#### Supplied data

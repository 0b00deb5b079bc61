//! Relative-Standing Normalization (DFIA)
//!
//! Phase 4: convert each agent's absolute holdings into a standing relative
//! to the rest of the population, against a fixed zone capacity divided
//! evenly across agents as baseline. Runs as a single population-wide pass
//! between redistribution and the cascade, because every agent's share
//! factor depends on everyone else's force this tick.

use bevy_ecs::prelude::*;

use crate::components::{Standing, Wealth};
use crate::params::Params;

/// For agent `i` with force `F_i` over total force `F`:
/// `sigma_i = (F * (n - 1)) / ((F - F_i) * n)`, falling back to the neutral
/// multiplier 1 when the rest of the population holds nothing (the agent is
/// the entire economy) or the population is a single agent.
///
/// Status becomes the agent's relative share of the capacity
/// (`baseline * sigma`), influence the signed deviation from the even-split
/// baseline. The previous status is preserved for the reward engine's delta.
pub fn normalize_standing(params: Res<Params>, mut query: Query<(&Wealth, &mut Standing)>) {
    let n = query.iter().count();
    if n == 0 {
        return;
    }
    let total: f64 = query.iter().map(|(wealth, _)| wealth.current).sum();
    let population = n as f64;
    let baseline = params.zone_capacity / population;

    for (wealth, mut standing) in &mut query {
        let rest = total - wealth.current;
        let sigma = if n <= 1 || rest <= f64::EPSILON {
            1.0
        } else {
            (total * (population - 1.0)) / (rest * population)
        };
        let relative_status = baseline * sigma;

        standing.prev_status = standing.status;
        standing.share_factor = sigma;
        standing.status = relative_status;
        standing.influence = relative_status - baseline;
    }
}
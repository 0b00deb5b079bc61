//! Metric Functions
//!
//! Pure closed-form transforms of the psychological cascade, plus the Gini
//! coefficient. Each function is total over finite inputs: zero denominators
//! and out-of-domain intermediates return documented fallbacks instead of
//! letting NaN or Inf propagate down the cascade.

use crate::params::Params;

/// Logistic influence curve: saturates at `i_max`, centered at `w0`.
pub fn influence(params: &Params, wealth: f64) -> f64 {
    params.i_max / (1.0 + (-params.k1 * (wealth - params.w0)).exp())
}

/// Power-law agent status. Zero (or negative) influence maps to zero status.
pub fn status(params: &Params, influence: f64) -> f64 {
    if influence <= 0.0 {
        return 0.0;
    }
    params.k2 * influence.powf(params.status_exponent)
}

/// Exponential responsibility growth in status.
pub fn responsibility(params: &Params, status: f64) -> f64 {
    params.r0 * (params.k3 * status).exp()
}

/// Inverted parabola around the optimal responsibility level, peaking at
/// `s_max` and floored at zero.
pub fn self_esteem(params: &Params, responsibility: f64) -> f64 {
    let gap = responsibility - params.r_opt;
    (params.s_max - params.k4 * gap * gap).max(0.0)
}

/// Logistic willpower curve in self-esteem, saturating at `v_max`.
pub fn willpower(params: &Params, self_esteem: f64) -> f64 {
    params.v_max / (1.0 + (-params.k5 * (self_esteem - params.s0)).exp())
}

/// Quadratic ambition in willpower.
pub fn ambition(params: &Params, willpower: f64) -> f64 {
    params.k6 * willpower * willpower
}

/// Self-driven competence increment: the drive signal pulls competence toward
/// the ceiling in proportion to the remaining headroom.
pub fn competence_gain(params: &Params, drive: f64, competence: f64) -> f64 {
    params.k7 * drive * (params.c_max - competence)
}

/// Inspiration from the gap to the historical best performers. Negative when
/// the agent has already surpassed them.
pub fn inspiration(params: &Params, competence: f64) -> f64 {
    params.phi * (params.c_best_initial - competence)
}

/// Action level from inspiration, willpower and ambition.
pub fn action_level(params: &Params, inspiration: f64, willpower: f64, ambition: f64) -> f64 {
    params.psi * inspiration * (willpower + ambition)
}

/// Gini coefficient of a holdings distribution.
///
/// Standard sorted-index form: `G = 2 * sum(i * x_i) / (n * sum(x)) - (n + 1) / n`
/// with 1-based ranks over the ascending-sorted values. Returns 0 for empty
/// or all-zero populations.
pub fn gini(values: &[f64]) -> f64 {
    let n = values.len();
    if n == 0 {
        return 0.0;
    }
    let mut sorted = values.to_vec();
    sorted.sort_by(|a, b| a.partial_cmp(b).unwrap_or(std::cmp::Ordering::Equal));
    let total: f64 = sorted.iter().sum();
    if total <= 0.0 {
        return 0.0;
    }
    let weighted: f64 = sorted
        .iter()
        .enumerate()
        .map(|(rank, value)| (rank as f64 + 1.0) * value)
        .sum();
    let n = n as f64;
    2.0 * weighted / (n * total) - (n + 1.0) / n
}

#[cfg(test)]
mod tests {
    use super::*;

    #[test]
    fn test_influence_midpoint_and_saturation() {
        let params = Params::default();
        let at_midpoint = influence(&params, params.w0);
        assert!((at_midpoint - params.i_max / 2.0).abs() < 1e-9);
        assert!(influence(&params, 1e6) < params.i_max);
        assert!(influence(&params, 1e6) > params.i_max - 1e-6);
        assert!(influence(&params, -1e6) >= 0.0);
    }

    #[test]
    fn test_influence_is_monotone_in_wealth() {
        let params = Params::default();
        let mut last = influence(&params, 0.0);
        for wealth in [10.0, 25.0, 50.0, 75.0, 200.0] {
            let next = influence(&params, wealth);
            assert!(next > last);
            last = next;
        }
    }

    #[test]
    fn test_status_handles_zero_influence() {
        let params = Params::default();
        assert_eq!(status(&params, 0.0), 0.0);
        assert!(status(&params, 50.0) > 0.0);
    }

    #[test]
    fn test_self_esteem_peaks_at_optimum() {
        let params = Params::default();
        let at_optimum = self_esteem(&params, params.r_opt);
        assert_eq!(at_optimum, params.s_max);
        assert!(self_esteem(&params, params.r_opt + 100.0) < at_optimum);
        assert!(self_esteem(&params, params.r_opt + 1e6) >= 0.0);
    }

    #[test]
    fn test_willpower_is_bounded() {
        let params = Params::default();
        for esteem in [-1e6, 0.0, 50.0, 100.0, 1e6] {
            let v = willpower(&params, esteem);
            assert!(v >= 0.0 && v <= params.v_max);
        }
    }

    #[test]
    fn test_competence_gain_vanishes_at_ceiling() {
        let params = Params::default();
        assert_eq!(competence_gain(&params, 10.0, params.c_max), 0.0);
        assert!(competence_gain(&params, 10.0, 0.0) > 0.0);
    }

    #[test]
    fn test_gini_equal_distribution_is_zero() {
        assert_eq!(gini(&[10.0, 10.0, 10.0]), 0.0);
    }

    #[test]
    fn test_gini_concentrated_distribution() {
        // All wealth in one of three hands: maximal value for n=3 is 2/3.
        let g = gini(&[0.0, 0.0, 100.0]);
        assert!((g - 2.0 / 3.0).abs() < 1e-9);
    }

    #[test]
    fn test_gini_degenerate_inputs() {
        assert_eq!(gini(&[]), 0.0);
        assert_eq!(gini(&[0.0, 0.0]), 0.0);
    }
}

########

Exercise requirements: Could you work out how many lines in the records include "next"? Answer with the number only.

Response for this exercise: 3